> _Exercise_
Your answer should consist of the lines in the data below that contain "FirstPlayerNotHuman".

━━━━━━━━

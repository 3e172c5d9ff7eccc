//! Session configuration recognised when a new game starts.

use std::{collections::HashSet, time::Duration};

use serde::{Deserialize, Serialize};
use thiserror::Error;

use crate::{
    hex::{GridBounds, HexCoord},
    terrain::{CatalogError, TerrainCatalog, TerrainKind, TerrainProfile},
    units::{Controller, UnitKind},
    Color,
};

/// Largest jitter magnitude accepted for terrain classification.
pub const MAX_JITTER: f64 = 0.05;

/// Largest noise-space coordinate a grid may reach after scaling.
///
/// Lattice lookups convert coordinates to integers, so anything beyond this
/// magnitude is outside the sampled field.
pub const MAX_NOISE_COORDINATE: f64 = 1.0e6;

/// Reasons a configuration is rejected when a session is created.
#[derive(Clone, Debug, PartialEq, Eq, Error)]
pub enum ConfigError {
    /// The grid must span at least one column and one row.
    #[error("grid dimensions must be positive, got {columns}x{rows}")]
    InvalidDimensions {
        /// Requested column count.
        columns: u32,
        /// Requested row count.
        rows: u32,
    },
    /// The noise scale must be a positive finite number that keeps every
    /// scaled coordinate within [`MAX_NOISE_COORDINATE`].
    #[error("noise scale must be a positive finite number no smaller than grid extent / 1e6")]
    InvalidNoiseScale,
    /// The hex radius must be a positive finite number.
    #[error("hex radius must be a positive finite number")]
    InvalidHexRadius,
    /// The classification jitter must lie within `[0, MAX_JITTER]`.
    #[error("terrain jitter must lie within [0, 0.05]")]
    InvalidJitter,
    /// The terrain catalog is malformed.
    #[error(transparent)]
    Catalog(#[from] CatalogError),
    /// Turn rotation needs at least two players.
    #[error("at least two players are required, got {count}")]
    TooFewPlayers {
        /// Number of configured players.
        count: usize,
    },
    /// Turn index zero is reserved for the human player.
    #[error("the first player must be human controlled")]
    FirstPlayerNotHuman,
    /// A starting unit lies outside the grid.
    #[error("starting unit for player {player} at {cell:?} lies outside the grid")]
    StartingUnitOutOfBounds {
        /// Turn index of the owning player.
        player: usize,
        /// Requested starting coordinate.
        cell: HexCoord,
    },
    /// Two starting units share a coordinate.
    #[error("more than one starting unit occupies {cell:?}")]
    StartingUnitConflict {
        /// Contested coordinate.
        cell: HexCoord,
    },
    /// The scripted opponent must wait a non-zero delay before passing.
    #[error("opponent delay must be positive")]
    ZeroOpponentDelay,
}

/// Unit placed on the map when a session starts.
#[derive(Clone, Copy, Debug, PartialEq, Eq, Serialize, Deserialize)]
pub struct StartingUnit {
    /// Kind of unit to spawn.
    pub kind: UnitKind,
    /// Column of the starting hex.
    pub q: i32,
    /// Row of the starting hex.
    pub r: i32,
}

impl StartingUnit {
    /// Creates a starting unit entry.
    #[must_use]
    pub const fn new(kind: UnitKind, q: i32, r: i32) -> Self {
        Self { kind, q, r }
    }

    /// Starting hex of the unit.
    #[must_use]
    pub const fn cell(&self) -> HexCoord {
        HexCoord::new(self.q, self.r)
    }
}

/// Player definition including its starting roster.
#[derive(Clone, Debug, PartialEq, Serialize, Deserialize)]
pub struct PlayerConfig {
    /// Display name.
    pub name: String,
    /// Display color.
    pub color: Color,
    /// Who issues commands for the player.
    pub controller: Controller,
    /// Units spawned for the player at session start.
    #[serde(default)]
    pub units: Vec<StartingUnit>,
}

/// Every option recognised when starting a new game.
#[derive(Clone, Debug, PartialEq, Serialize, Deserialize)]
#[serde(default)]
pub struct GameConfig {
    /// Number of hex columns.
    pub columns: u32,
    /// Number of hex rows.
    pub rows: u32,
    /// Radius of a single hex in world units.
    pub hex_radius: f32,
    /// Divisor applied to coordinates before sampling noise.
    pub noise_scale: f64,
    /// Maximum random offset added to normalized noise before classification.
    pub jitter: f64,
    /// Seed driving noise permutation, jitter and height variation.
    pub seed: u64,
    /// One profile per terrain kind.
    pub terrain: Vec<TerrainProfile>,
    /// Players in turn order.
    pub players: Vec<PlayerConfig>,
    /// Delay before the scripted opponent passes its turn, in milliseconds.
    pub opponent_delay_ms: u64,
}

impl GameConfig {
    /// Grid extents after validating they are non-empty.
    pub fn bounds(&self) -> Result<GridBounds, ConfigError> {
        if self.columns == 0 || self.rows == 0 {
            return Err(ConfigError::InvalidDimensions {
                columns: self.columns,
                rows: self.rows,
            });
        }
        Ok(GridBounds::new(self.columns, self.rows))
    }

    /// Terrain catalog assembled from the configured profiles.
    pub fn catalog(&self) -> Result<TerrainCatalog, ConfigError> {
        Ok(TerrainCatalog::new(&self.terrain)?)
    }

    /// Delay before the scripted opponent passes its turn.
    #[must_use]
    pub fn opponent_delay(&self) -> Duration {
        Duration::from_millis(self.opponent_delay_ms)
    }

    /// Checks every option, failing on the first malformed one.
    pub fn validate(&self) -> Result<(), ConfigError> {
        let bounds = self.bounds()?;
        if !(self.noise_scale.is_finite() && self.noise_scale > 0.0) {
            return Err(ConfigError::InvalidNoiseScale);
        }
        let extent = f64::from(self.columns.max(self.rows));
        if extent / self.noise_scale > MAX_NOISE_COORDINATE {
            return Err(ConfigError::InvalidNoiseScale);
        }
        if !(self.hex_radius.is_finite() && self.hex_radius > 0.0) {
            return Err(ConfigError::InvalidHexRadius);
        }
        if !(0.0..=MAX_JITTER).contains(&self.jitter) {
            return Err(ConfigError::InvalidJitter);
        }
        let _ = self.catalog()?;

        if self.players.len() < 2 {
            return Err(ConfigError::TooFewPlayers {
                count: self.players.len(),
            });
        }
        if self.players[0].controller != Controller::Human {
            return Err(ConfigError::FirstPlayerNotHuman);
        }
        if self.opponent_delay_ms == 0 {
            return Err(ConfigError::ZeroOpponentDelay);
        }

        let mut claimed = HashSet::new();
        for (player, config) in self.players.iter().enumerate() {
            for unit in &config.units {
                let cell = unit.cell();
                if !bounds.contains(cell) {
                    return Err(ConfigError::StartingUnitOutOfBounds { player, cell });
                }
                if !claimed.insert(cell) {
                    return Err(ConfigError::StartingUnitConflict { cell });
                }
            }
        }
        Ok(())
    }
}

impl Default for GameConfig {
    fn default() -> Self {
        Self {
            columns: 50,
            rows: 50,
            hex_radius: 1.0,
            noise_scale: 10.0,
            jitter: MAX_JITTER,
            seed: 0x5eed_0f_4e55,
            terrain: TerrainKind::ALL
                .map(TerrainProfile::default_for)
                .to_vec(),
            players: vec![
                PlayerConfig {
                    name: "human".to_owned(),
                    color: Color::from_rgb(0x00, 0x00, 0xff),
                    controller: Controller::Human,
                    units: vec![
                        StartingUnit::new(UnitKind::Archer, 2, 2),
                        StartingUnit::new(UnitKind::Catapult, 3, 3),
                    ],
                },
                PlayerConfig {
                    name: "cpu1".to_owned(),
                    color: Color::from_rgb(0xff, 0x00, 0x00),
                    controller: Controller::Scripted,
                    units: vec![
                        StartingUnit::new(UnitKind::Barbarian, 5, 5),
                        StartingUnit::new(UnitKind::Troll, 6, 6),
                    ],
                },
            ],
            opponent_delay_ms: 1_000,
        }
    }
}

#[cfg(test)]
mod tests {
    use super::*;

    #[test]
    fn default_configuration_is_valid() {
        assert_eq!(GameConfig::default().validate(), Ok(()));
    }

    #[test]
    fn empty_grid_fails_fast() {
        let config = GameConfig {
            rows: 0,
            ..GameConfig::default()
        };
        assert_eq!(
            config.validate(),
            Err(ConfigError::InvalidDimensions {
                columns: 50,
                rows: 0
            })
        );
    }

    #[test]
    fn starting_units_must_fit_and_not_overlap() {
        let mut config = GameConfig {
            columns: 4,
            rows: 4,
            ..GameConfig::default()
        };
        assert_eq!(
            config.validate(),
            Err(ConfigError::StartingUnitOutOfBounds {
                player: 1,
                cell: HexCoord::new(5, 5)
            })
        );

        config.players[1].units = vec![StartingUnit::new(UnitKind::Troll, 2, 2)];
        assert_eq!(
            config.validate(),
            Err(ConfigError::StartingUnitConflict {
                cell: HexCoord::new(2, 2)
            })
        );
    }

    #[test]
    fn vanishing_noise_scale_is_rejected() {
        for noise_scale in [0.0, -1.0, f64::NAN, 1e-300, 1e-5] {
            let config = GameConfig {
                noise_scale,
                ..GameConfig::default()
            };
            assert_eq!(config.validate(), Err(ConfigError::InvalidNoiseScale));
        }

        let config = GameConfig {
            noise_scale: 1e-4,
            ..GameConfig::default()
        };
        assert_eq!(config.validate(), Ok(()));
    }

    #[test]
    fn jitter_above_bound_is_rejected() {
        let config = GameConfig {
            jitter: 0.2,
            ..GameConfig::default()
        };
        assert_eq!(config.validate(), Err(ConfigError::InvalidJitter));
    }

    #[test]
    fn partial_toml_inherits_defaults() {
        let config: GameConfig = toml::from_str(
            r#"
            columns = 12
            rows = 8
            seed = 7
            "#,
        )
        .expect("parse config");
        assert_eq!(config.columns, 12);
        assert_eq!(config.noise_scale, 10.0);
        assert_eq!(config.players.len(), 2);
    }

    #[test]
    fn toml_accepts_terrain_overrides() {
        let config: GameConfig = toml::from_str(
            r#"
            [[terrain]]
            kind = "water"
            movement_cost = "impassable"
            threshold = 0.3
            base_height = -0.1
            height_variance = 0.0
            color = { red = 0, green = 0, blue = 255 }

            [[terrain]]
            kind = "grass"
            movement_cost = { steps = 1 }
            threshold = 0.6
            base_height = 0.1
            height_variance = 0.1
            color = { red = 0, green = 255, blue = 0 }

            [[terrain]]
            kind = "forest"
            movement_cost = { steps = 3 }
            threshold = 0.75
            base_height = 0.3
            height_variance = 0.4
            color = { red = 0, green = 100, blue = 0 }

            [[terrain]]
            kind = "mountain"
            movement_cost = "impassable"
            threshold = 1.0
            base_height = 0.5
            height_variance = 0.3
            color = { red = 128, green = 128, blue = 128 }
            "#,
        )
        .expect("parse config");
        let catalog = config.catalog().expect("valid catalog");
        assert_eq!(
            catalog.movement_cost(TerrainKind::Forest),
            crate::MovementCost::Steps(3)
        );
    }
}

━━━━━━━━

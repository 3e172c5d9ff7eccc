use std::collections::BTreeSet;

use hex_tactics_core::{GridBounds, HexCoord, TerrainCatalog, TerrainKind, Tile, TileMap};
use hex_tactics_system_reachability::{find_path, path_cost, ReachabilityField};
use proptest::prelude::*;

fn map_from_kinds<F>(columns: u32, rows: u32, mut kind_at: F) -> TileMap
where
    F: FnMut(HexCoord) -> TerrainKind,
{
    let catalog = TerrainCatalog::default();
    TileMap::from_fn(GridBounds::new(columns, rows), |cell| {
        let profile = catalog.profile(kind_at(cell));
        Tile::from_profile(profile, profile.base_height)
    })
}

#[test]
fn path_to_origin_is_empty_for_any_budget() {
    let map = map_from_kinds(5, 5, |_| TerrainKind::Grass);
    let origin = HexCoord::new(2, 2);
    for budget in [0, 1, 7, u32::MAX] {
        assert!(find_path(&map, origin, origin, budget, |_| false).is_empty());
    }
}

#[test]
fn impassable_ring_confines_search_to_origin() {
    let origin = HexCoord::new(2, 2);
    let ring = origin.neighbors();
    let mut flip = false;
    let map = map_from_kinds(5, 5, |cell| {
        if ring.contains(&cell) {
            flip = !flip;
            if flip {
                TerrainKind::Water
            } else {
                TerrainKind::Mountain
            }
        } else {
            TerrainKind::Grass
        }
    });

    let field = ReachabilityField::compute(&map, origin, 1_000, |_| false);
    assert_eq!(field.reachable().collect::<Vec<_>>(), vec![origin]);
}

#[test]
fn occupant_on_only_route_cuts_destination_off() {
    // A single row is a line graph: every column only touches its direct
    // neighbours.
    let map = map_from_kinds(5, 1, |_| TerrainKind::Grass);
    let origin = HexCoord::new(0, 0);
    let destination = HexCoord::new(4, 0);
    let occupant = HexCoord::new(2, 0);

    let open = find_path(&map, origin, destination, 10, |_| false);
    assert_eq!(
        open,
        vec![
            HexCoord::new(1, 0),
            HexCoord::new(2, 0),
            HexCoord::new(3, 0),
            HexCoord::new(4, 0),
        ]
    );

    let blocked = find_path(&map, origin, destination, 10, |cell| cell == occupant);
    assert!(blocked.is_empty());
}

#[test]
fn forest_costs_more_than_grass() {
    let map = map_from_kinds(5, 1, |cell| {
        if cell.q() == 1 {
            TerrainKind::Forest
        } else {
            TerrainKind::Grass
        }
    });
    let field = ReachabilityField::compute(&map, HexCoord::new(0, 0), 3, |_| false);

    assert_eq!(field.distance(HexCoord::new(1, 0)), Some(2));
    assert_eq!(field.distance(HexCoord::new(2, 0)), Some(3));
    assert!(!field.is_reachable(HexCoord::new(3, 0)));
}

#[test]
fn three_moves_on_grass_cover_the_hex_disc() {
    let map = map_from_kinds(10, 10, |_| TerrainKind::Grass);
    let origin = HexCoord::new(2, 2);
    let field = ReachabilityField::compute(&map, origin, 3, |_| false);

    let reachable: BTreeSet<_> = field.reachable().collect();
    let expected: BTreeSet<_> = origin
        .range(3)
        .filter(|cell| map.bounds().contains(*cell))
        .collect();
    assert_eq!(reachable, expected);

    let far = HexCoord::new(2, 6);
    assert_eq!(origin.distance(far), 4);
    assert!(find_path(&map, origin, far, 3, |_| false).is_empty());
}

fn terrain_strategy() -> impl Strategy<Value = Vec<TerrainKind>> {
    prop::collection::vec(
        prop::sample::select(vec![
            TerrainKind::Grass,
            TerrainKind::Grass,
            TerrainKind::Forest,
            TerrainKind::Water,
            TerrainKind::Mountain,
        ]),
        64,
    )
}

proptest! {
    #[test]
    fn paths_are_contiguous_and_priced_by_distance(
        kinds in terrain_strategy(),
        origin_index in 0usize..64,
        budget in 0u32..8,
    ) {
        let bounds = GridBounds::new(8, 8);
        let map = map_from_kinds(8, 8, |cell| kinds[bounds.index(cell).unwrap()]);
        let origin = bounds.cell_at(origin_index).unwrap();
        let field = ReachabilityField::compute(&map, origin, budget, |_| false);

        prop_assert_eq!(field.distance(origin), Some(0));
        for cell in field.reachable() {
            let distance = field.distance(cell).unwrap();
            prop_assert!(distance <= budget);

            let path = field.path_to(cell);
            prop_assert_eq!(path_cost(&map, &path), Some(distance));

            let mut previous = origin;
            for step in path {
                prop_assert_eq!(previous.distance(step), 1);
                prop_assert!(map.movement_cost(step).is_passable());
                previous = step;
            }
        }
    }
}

━━━━━━━━

> _Response_
    FirstPlayerNotHuman,
            return Err(ConfigError::FirstPlayerNotHuman);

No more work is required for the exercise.